WHAT TO WORK ON -
What is the number of lines in these records that hold the word "Returns"? Reply with that number alone.

EXCERPTED DATA -
-- Opening Marker --

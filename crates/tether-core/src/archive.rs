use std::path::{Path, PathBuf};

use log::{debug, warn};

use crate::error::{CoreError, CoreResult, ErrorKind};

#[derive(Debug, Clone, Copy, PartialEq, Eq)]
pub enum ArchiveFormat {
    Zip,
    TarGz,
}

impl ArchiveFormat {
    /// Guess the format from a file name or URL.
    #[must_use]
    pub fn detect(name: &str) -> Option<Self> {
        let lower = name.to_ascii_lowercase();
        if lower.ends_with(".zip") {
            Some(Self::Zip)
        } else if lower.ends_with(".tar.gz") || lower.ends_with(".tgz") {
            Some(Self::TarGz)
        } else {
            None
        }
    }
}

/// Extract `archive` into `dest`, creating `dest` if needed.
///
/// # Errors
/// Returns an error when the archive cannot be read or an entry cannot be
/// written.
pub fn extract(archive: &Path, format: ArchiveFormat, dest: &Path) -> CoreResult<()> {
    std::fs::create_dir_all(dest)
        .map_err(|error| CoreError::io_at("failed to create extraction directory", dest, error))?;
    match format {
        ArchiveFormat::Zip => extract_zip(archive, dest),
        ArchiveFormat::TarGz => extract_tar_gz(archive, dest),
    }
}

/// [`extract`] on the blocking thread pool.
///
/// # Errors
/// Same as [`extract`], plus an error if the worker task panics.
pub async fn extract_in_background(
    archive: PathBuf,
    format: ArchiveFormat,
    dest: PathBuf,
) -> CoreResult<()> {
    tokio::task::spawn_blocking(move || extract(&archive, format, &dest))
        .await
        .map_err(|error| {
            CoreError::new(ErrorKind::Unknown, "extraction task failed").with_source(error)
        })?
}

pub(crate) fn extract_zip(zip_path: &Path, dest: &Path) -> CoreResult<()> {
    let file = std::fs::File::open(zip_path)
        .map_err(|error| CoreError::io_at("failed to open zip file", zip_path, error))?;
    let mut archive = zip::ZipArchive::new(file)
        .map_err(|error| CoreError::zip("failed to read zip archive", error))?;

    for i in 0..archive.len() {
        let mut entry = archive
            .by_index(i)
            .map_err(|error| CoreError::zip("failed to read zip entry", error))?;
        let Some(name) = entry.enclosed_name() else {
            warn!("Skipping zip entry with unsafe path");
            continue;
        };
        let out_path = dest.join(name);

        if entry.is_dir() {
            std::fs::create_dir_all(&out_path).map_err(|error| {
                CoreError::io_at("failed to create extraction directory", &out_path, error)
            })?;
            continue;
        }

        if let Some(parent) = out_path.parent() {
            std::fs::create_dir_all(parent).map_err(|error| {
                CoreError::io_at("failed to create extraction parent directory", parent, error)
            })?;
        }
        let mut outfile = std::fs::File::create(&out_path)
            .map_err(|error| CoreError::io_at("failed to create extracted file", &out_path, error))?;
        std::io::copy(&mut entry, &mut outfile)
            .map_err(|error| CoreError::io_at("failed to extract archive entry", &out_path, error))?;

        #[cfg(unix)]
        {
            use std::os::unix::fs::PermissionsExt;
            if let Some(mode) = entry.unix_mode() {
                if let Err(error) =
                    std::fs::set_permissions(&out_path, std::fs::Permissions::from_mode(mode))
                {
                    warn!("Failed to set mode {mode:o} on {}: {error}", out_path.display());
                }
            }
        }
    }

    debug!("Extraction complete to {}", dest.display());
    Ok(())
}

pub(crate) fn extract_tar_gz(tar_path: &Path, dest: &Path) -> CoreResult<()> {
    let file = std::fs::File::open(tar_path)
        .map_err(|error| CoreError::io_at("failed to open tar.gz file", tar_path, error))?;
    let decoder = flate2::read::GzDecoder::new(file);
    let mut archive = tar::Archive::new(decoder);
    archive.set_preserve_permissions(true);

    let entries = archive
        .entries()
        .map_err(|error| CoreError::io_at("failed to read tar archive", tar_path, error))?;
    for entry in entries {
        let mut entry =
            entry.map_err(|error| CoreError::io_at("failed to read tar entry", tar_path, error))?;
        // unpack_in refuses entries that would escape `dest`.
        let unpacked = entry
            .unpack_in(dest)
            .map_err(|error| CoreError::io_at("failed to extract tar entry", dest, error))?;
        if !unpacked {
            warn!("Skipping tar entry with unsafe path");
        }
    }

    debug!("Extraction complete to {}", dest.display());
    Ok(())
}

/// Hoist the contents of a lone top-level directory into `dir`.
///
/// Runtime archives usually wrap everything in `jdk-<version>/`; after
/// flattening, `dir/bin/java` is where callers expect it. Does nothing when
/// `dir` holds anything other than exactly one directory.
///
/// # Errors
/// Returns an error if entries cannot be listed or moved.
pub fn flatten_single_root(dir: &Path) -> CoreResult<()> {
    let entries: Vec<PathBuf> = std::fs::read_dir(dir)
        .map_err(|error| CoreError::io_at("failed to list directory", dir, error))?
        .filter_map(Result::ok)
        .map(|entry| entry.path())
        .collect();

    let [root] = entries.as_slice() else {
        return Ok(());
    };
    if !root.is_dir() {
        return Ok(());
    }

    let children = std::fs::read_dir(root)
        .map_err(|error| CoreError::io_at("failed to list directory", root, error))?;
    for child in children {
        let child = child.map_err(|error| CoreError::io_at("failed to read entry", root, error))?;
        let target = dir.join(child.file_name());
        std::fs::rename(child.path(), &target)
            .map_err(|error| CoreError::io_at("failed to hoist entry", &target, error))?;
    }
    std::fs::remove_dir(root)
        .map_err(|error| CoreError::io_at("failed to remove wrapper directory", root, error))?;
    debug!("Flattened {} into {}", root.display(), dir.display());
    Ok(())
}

-- Closing Marker --

WRITTEN SOLUTION -
2